In her introduction, Sontag identifies a state of being or the emotional landscape that those who have lived with illness or disease – or those who have loved and cared for someone who is ill – know all too well.
Sontag wrote: “Illness is the night-side of life, a more onerous citizenship. Everyone who is born holds dual citizenship, in the kingdom of the well and in the kingdom of the sick. Although we all prefer to use only the good passport, sooner or later, each of us is obliged, at least for a spell, to identify ourselves as citizens of that other place.” (Sontag, 1977)
For most of his young life, Craig Schonegevel did not hold dual citizenship. From the moment he was diagnosed at 12 months with the genetically determined and extremely variable disorder, Neurofibromatosis type 1 (NF1, also known as Von Recklinghausen disease), he forfeited his “good passport” and took up a reluctant permanent residence in Sontag’s “other place”. (See Part 2, Chapter 3 for information on Neurofibromatosis type 1.)
Craig’s first major surgery took place in 1988 when he was seven and a half and doctors at the Red Cross Hospital in Cape Town diagnosed a brain tumour, a cystic cerebellar astrocytoma, at the base of his skull.
It was during this delicate seven-hour operation that Craig’s abnormally high blood pressure again came under the spotlight.
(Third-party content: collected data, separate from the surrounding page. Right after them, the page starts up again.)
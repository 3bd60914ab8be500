//! Player record extraction from normalized OCR tokens.

mod assembler;
mod normalizer;
pub mod patterns;
mod spatial;
mod tokens;
mod vocabulary;

pub use assembler::{AssemblerState, RecordAssembler, SequentialExtractor};
pub use normalizer::{DetectionNormalizer, NormalizedToken};
pub use spatial::{group_lines, Line, Pairing, SpatialExtractor};
pub use tokens::TokenReconstructor;
pub use vocabulary::ClassVocabulary;

use serde::{Deserialize, Serialize};

use crate::models::config::{ExtractionConfig, StrategyKind};
use crate::models::player::PlayerRecord;

/// Counters for input that was recovered from rather than emitted.
#[derive(Debug, Clone, Copy, Default, PartialEq, Eq, Serialize, Deserialize)]
pub struct ExtractionStats {
    /// Partial username/level/class triples that were discarded.
    pub malformed: usize,
    /// Level lines with no plausible username above them.
    pub ambiguous: usize,
    /// Records suppressed because `(username, level)` was already emitted.
    pub duplicates: usize,
    /// Records or level lines outside the accepted level range.
    pub out_of_range: usize,
}

impl ExtractionStats {
    /// Total number of discarded candidates.
    pub fn dropped(&self) -> usize {
        self.malformed + self.ambiguous + self.duplicates + self.out_of_range
    }
}

/// Records produced by one extraction run.
#[derive(Debug, Clone, Default, PartialEq, Serialize, Deserialize)]
pub struct ExtractionOutcome {
    pub records: Vec<PlayerRecord>,
    pub stats: ExtractionStats,
}

/// A strategy turning normalized tokens into player records.
pub trait RecordExtractor {
    /// Extract records from tokens sorted in reading order.
    fn extract(&self, tokens: &[NormalizedToken]) -> ExtractionOutcome;

    /// Strategy identifier.
    fn name(&self) -> &'static str;
}

/// Build the extractor selected by `kind`.
pub fn create_extractor(
    kind: StrategyKind,
    config: &ExtractionConfig,
    vocabulary: ClassVocabulary,
) -> Box<dyn RecordExtractor> {
    match kind {
        StrategyKind::Sequential => Box::new(SequentialExtractor::from_config(config, vocabulary)),
        StrategyKind::Spatial => Box::new(SpatialExtractor::from_config(config, vocabulary)),
    }
}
It would later be diagnosed as bilateral renal artery stenosis – a narrowing of both arteries to his kidneys – and become a very serious complication.
The operation for the brain tumour and the subsequent three further surgeries (one unsuccessful) in London to remedy the blood flow to Craig’s kidneys and which saw him (and Neville) spend over two months at the Great Ormond Street Hospital for Sick Children, marked Craig and his parents’ passage into the kingdom of the sick.
In his short, 28-year life there were brief stretches of respite between the ages of around 10 to 23 when Craig was able to lead an “ordinary life”, eating food he enjoyed and making connections with other people. He attempted and accomplished a measure of success doing some of the things he loved, including training as a personal trainer and playing golf.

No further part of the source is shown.